I am ashamed when I see the hurt in my father’s eyes. I am torn. I want to feel happy, but right now, all I feel is that the ground is about to give way beneath me at any moment. And Javi is the one I lean to.

He has been my source of comfort and pain for so long now. Perhaps it is just conditioning, but it doesn’t make it less real. I want my father to understand that. But it is clear he does not.

I try to read the unspoken messages that linger between them. Awful silence fills the room as they look to each other and then me.

Dad instructs us to take a seat on the couch while he sits in his usual chair. The chair that has been empty for so long.

I have so many questions.

“Where have you been?” I ask.

And now it is me who is unable to hide the hurt. It might not be rational, and I never realized it until now, but a part of me has blamed him for his absence. A part of me has been so angry with him for leaving me.

“Isa, I am so sorry,” he answers. “Something went bad on a job. It wasn’t meant to happen this way, but it did, and I’m sorry for the pain I have caused you.”

“That isn’t good enough,” I tell him, swiping away the fresh wave of tears as they fall. “You’ve been gone for months. I need to know where. I can’t accept your canned responses anymore. I need to know what happened to take you away.”
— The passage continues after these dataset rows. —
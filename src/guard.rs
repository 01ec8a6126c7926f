//! Empty-response governor
//!
//! Bounds the number of consecutive unproductive responses within one
//! logical request. Each driver owns its own [`EmptyResponseGovernor`], so
//! concurrently running requests never share a counter.

use crate::error::{Error, Result};
use tracing::trace;

/// Counts consecutive responses that produced no entities
#[derive(Debug, Clone, Default)]
pub struct EmptyResponseGovernor {
    /// Maximum tolerated run of empty responses (`None` = unbounded)
    limit: Option<u32>,
    /// Current run length
    consecutive: u32,
}

impl EmptyResponseGovernor {
    /// Create a governor with an optional limit
    pub fn new(limit: Option<u32>) -> Self {
        Self {
            limit,
            consecutive: 0,
        }
    }

    /// Create a governor that never fails
    pub fn unbounded() -> Self {
        Self::default()
    }

    /// Record one response that produced `entities` entities.
    ///
    /// Fails with [`Error::TooManyEmptyResponses`] once the run of empty
    /// responses exceeds the limit. A productive response resets the run.
    pub fn record(&mut self, entities: usize) -> Result<()> {
        if entities > 0 {
            self.consecutive = 0;
            return Ok(());
        }

        self.consecutive = self.consecutive.saturating_add(1);
        trace!(
            consecutive = self.consecutive,
            limit = ?self.limit,
            "Empty response"
        );
        match self.limit {
            Some(limit) if self.consecutive > limit => Err(Error::TooManyEmptyResponses {
                limit,
                consecutive: self.consecutive,
            }),
            _ => Ok(()),
        }
    }

    /// Current run of consecutive empty responses
    pub fn consecutive(&self) -> u32 {
        self.consecutive
    }

    /// Configured limit
    pub fn limit(&self) -> Option<u32> {
        self.limit
    }
}

#[cfg(test)]
mod tests {
    use super::*;

    #[test]
    fn test_unbounded_never_fails() {
        let mut governor = EmptyResponseGovernor::unbounded();
        for _ in 0..1000 {
            governor.record(0).unwrap();
        }
        assert_eq!(governor.consecutive(), 1000);
        assert!(governor.limit().is_none());
    }

    #[test]
    fn test_limit_allows_exactly_limit_empty_responses() {
        let mut governor = EmptyResponseGovernor::new(Some(3));
        governor.record(0).unwrap();
        governor.record(0).unwrap();
        governor.record(0).unwrap();
        governor.record(2).unwrap();
        assert_eq!(governor.consecutive(), 0);
    }

    #[test]
    fn test_limit_exceeded() {
        let mut governor = EmptyResponseGovernor::new(Some(3));
        for _ in 0..3 {
            governor.record(0).unwrap();
        }
        let err = governor.record(0).unwrap_err();
        assert!(matches!(
            err,
            Error::TooManyEmptyResponses {
                limit: 3,
                consecutive: 4
            }
        ));
    }

    #[test]
    fn test_non_consecutive_empties_never_fail() {
        let mut governor = EmptyResponseGovernor::new(Some(2));
        for _ in 0..100 {
            governor.record(0).unwrap();
            governor.record(0).unwrap();
            governor.record(1).unwrap();
        }
    }

    #[test]
    fn test_zero_limit() {
        let mut governor = EmptyResponseGovernor::new(Some(0));
        governor.record(1).unwrap();
        assert!(governor.record(0).is_err());
    }

    #[test]
    fn test_independent_instances() {
        let mut first = EmptyResponseGovernor::new(Some(1));
        let mut second = first.clone();
        first.record(0).unwrap();
        assert!(first.record(0).is_err());
        second.record(0).unwrap();
        assert_eq!(second.consecutive(), 1);
    }
}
He sighs and rubs his forehead.

“I was in South America,” he says. “Our convoy got hit by a rebel group, and they took us hostage.”

I search his eyes, trying to discern whether he is telling me the truth. But the reality is, I don’t know. I have always accepted whatever my father told me without question. Only now, I am not so sure.

Regardless, it doesn’t matter where he was. He could tell me whatever he wanted to, and I wouldn’t know the difference. He could be spoon feeding me agency scripted dialogue, for all I know.